2 deaths in Cook County linked to never-before-seen opioids
CHICAGO (Sun-Times Media Wire) - A Chicago man and a northwest suburban resident died of overdoses of powerful opioids that had never before been seen in Cook County, officials said Friday.
They were the first deaths in Cook County linked to those specific “fentanyl analogs,” though there has been a spike in deaths caused by fentanyl and other similar opioids this year, according to the Cook County medical examiner’s office.
On Sept. 10, a 46-year-old West Side man died from a lethal combination of fentanyl analogs, including Carfentanil.
These “were not pharmaceutical-grade drugs like those administered by medical professionals for severe pain. … Carfentanil is a fentanyl analog that is 10,000 times more potent than morphine, which is the active component of heroin. Carfentanil is used in veterinary practices to immobilize large animals,” according to a statement from Dr. Ponni Arunkumar, chief medical examiner.
Toxicology testing has also shown that a 35-year-old Lake Zurich man who died June 8 suffered a 3-methylfentanyl overdose, the medical examiner’s office found.
“3-Methylfentanyl is also a fentanyl analog and it is four times more potent than morphine,” according to Arunkumar.
While the deaths were the first from those specific opioids, they were just part of disturbing and deadly trend.
“Fentanyl and fentanyl analogues, like carfentanil, are very powerful drugs that are likely to be lethal,” Arunkumar said. “Just one dose can easily stop a person from breathing, causing immediate death.”
Carfentanil is an elephant tranquilizer, according to Dr. Steve Aks, emergency physician and toxicologist at Cook County Health & Hospitals System’s Stroger Hospital.

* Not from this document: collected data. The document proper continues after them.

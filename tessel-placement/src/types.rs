// Copyright (c) 2026 Graphcore Ltd. All rights reserved.

//! Herd declarations as they appear in a program description, and the errors
//! produced while placing them.

use std::fmt;

use serde::Deserialize;

/// Name given to herds that do not declare one.
pub const DEFAULT_HERD_NAME: &str = "herd";

/// Largest number of tiles a single herd may cover.
pub const MAX_HERD_TILES: u64 = 1 << 16;

/// One dimension of a herd shape.
#[derive(Clone, Debug, PartialEq, Eq, Deserialize)]
#[serde(untagged)]
pub enum Dimension {
    Constant(u32),

    /// A value only known at run time, e.g. `"%n"`.
    Symbol(String),
}

impl fmt::Display for Dimension {
    fn fmt(&self, f: &mut fmt::Formatter) -> fmt::Result {
        match self {
            Dimension::Constant(n) => write!(f, "{n}"),
            Dimension::Symbol(s) => write!(f, "{s}"),
        }
    }
}

/// A `herd` operation of the program.
#[derive(Clone, Debug, PartialEq, Eq, Deserialize)]
pub struct HerdOp {
    pub name: Option<String>,

    /// `[rows, cols]`
    pub shape: [Dimension; 2],
    pub x_loc: Option<i64>,
    pub y_loc: Option<i64>,
}

impl HerdOp {
    #[must_use]
    pub fn name(&self) -> &str {
        self.name.as_deref().unwrap_or(DEFAULT_HERD_NAME)
    }
}

#[derive(Clone, Debug, PartialEq, Eq)]
pub enum HerdError {
    NonConstantShape {
        herd: String,
        dimension: String,
    },
    InvalidPlacement {
        herd: String,
        x_loc: Option<i64>,
        y_loc: Option<i64>,
    },
    ShapeTooLarge {
        herd: String,
        rows: u32,
        cols: u32,
    },
}

fn location(loc: Option<i64>) -> String {
    loc.map_or_else(|| "missing".to_string(), |l| l.to_string())
}

impl fmt::Display for HerdError {
    fn fmt(&self, f: &mut fmt::Formatter) -> fmt::Result {
        match self {
            HerdError::NonConstantShape { herd, dimension } => {
                write!(
                    f,
                    "herd {herd}: only constant sized herds are supported (dimension '{dimension}')"
                )
            }
            HerdError::InvalidPlacement { herd, x_loc, y_loc } => {
                write!(
                    f,
                    "herd {herd}: invalid x or y location (x_loc: {}, y_loc: {})",
                    location(*x_loc),
                    location(*y_loc)
                )
            }
            HerdError::ShapeTooLarge { herd, rows, cols } => {
                write!(
                    f,
                    "herd {herd}: {rows}x{cols} covers more than {MAX_HERD_TILES} tiles"
                )
            }
        }
    }
}

impl std::error::Error for HerdError {}

#[derive(Debug)]
pub enum PlacementError {
    Io(std::io::Error),
    Parse(String),
    InvalidHerds(Vec<HerdError>),
}

impl fmt::Display for PlacementError {
    fn fmt(&self, f: &mut fmt::Formatter) -> fmt::Result {
        match self {
            PlacementError::Io(e) => write!(f, "Error: {e}"),
            PlacementError::Parse(msg) => write!(f, "Error: {msg}"),
            PlacementError::InvalidHerds(errors) => {
                write!(f, "Error: {} invalid herd(s)", errors.len())?;
                for e in errors {
                    write!(f, "\n  {e}")?;
                }
                Ok(())
            }
        }
    }
}

impl std::error::Error for PlacementError {
    fn source(&self) -> Option<&(dyn std::error::Error + 'static)> {
        match self {
            PlacementError::Io(e) => Some(e),
            _ => None,
        }
    }
}

impl From<std::io::Error> for PlacementError {
    fn from(e: std::io::Error) -> Self {
        PlacementError::Io(e)
    }
}

pub type PlacementResult<T = ()> = Result<T, PlacementError>;

/// What to write when some herds cannot be placed.
#[derive(Clone, Copy, Debug, Default, PartialEq, Eq, Deserialize)]
#[serde(rename_all = "lowercase")]
pub enum PartialOutput {
    /// Write every valid herd, then report the failures.
    #[default]
    EmitValid,

    /// Write nothing unless every herd is valid.
    Suppress,
}

#[cfg(test)]
mod tests {
    use super::*;

    #[test]
    fn dimension_from_yaml() {
        let shape: [Dimension; 2] = serde_yaml::from_str("[4, \"%n\"]").unwrap();
        assert_eq!(shape[0], Dimension::Constant(4));
        assert_eq!(shape[1], Dimension::Symbol("%n".to_string()));
    }

    #[test]
    fn invalid_placement_message() {
        let e = HerdError::InvalidPlacement {
            herd: "h".to_string(),
            x_loc: Some(-1),
            y_loc: None,
        };
        assert_eq!(
            e.to_string(),
            "herd h: invalid x or y location (x_loc: -1, y_loc: missing)"
        );
    }
}
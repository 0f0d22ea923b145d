//! Song Catalog - an HTTP catalog service for songs.
//!
//! Clients submit a song identity (group + title); the service enriches
//! it with metadata from an external service, persists the enriched
//! record, and exposes read/update/delete plus listing over the catalog.

pub mod api;
pub mod catalog;
pub mod config;
pub mod db;
pub mod enrichment;
pub mod error;
pub mod model;
#[cfg(test)]
pub mod test_utils;

use std::path::{Path, PathBuf};
use std::sync::Arc;
use std::time::Duration;

use clap::Parser;
use tracing::info;
use tracing_subscriber::{EnvFilter, fmt, prelude::*};

use crate::config::Env;
use crate::enrichment::{EnrichmentApi, EnrichmentClient};

/// Song Catalog service
#[derive(Parser)]
#[command(author, version, about, long_about = None)]
struct Cli {
    /// Path to the TOML config file
    #[arg(short, long, env = "CONFIG_PATH")]
    config: Option<PathBuf>,

    /// Override the listen address from the config
    #[arg(long)]
    address: Option<String>,
}

#[tokio::main]
async fn main() -> anyhow::Result<()> {
    let args = Cli::parse();
    let cfg = config::load(args.config.as_deref())?;

    init_tracing(cfg.env);
    info!(env = ?cfg.env, "starting song catalog service");

    let pool = db::init_db(&db::db_url(cfg.database.path.as_deref())).await?;
    info!("db connection successful");

    // Operator-provided schema/seed bootstrap, as in the original deployment.
    if let Ok(init_path) = std::env::var("INIT_SQL_PATH") {
        db::run_init_script(&pool, Path::new(&init_path)).await?;
    }

    let enrichment: Arc<dyn EnrichmentApi> = Arc::new(EnrichmentClient::new(
        cfg.enrichment.base_url.clone(),
        Duration::from_secs(cfg.enrichment.timeout_secs),
    ));

    let app = api::router(api::AppState { pool, enrichment });

    let address = args.address.unwrap_or(cfg.server.address);
    let listener = tokio::net::TcpListener::bind(&address).await?;
    info!(%address, "listening");

    axum::serve(listener, app)
        .with_graceful_shutdown(shutdown_signal())
        .await?;

    Ok(())
}

/// Initialize logging once at startup; the environment picks format and
/// default verbosity (RUST_LOG still overrides the filter).
fn init_tracing(env: Env) {
    let filter = EnvFilter::try_from_default_env().unwrap_or_else(|_| {
        EnvFilter::new(match env {
            Env::Prod => "info",
            Env::Local | Env::Dev => "debug",
        })
    });

    match env {
        Env::Dev => {
            tracing_subscriber::registry()
                .with(fmt::layer().json())
                .with(filter)
                .init();
        }
        Env::Local | Env::Prod => {
            tracing_subscriber::registry()
                .with(fmt::layer().with_target(true))
                .with(filter)
                .init();
        }
    }
}

async fn shutdown_signal() {
    let _ = tokio::signal::ctrl_c().await;
    info!("shutdown signal received");
}
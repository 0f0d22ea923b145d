//! Enrichment service HTTP client
//!
//! Handles communication with the external metadata service. Two calls:
//! a lenient lookup (`fetch`) and a strict confirmation push (`publish`).
//!
//! `fetch` is lenient because "song has no known metadata yet" is an
//! expected outcome; `publish` is strict because a failure there means
//! the service rejected data this system itself produced.

use std::time::Duration;

use super::{adapter, dto};
use crate::enrichment::domain::{EnrichmentError, EnrichmentResult};

/// User agent string sent on every outbound call
const USER_AGENT: &str = concat!("SongCatalog/", env!("CARGO_PKG_VERSION"));

/// Enrichment API client
pub struct EnrichmentClient {
    http_client: reqwest::Client,
    base_url: String,
}

impl EnrichmentClient {
    /// Create a new client against the given base URL.
    ///
    /// Every call carries a bounded timeout so an inbound request can
    /// never hang indefinitely on a slow external dependency.
    pub fn new(base_url: impl Into<String>, timeout: Duration) -> Self {
        let http_client = reqwest::Client::builder()
            .user_agent(USER_AGENT)
            .timeout(timeout)
            .build()
            .expect("Failed to build HTTP client");

        Self {
            http_client,
            base_url: base_url.into(),
        }
    }

    /// Look up metadata for a (group, title) pair.
    ///
    /// A non-success status from the service means "song unknown" and
    /// returns an unrecognized result rather than an error. Only
    /// transport failures and malformed bodies are errors.
    pub async fn fetch(&self, group: &str, title: &str) -> Result<EnrichmentResult, EnrichmentError> {
        let url = format!(
            "{}/info?group={}&song={}",
            self.base_url,
            urlencoding::encode(group),
            urlencoding::encode(title)
        );

        let response = self
            .http_client
            .get(&url)
            .send()
            .await
            .map_err(|e| EnrichmentError::Network(e.to_string()))?;

        if !response.status().is_success() {
            return Ok(EnrichmentResult::default());
        }

        let payload = response
            .json::<dto::InfoPayload>()
            .await
            .map_err(|e| EnrichmentError::Parse(e.to_string()))?;

        Ok(adapter::to_result(payload))
    }

    /// Push a fetched result back to the service's confirmation endpoint,
    /// tagged with the catalog id that now owns it.
    ///
    /// Any non-success status is a hard error; this call has no
    /// silent-failure mode.
    pub async fn publish(&self, result: &EnrichmentResult, id: i64) -> Result<(), EnrichmentError> {
        let url = format!("{}/change-info?id={}", self.base_url, id);

        let response = self
            .http_client
            .post(&url)
            .json(&adapter::to_payload(result))
            .send()
            .await
            .map_err(|e| EnrichmentError::Network(e.to_string()))?;

        let status = response.status();
        if !status.is_success() {
            return Err(EnrichmentError::Rejected {
                status: status.as_u16(),
            });
        }

        Ok(())
    }
}
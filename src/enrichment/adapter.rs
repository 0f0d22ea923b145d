//! Converts enrichment API DTOs to/from domain models.

use super::domain::EnrichmentResult;
use super::dto;

/// Convert an info response into our domain result.
pub fn to_result(payload: dto::InfoPayload) -> EnrichmentResult {
    EnrichmentResult {
        release_date: payload.release_date,
        text: payload.text.unwrap_or_default(),
        link: payload.link.unwrap_or_default(),
    }
}

/// Convert a domain result into the wire shape for publishing.
pub fn to_payload(result: &EnrichmentResult) -> dto::InfoPayload {
    dto::InfoPayload {
        release_date: result.release_date,
        text: Some(result.text.clone()),
        link: Some(result.link.clone()),
    }
}
//! Internal domain models for song enrichment.
//!
//! These types are OUR types - they don't change when the external API
//! changes. External responses get converted into them via the adapter.

use chrono::NaiveDate;

/// Metadata the enrichment service knows about a song.
///
/// An absent `release_date` means the service does not recognize the
/// song; the Add-Song workflow refuses to catalog such songs.
#[derive(Debug, Clone, Default, PartialEq, Eq)]
pub struct EnrichmentResult {
    /// Release date; `None` means "unknown to the enrichment service"
    pub release_date: Option<NaiveDate>,
    /// Lyrics text, possibly multi-paragraph
    pub text: String,
    /// Source link (URL)
    pub link: String,
}

impl EnrichmentResult {
    /// Whether the enrichment service recognized the song at all.
    pub fn is_recognized(&self) -> bool {
        self.release_date.is_some()
    }
}

/// Errors that can occur talking to the enrichment service.
///
/// A well-formed "not found" response is NOT an error; `fetch` folds it
/// into an unrecognized [`EnrichmentResult`].
#[derive(Debug, Clone, thiserror::Error)]
pub enum EnrichmentError {
    #[error("Network error: {0}")]
    Network(String),

    #[error("Failed to parse response: {0}")]
    Parse(String),

    #[error("Publish rejected with status {status}")]
    Rejected { status: u16 },
}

“It is not a drug that humans should be ingesting. These high-potency opioids and opioid analogs are thousands of times stronger than street opioids like heroin and are far more likely to cause death,” Aks said in the statement.
There have been 380 deaths so far in 2016 caused at least in part by fentanyl or fentanyl analogs, according to the medical examiner’s office. That number is likely to rise because it can take three months for test results to be finalized.
But that number is already a nearly 300 percent increase from 2015, when 102 deaths were linked to fentanyl or fentanyl analogs. In 2014 there were only 20 such deaths, according to the medical examiner’s office.
Medical examiners began testing for fentanyl routinely starting in June 2015 to keep up with national trends showing a spike in their use. Previously such tests were run at the discretion of the pathologist if the circumstance of the case–such as an unknown substance found in a decedent–called for it.
Such tests have shown that decedents “used fentanyl alone, with heroin, and with other drugs such as cocaine,” according to Arunkumar.
The most common such opioids found in overdose victims in Cook County have been furanyl fentanyl and a precursor/metabolite of fentanyl called despropionyl fentanyl (4-ANPP), according to the medical examiner’s office.